[[ Input, beginning ]]
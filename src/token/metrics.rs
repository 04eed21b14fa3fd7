// std
use std::sync::atomic::{AtomicU64, Ordering};

/// Thread-safe counters for token acquisition.
#[derive(Debug, Default)]
pub struct TokenMetrics {
	attempts: AtomicU64,
	success: AtomicU64,
	failure: AtomicU64,
	refreshes: AtomicU64,
}
impl TokenMetrics {
	/// Returns the total number of token requests sent.
	pub fn attempts(&self) -> u64 {
		self.attempts.load(Ordering::Relaxed)
	}

	/// Returns the number of token requests that produced a usable token.
	pub fn successes(&self) -> u64 {
		self.success.load(Ordering::Relaxed)
	}

	/// Returns the number of token requests that failed.
	pub fn failures(&self) -> u64 {
		self.failure.load(Ordering::Relaxed)
	}

	/// Returns the number of proactive refresh timers that fired.
	pub fn refreshes(&self) -> u64 {
		self.refreshes.load(Ordering::Relaxed)
	}

	pub(crate) fn record_attempt(&self) {
		self.attempts.fetch_add(1, Ordering::Relaxed);
	}

	pub(crate) fn record_success(&self) {
		self.success.fetch_add(1, Ordering::Relaxed);
	}

	pub(crate) fn record_failure(&self) {
		self.failure.fetch_add(1, Ordering::Relaxed);
	}

	pub(crate) fn record_refresh(&self) {
		self.refreshes.fetch_add(1, Ordering::Relaxed);
	}
}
[[ Input, end ]]
[Work request]:
After locating the line containing "pub fn failures(&self)", give that line and every later line of the listing again exactly, up to and including the last.

[Answer box]:
	pub fn failures(&self) -> u64 {
		self.failure.load(Ordering::Relaxed)
	}

	/// Returns the number of proactive refresh timers that fired.
	pub fn refreshes(&self) -> u64 {
		self.refreshes.load(Ordering::Relaxed)
	}

	pub(crate) fn record_attempt(&self) {
		self.attempts.fetch_add(1, Ordering::Relaxed);
	}

	pub(crate) fn record_success(&self) {
		self.success.fetch_add(1, Ordering::Relaxed);
	}

	pub(crate) fn record_failure(&self) {
		self.failure.fetch_add(1, Ordering::Relaxed);
	}

	pub(crate) fn record_refresh(&self) {
		self.refreshes.fetch_add(1, Ordering::Relaxed);
	}
}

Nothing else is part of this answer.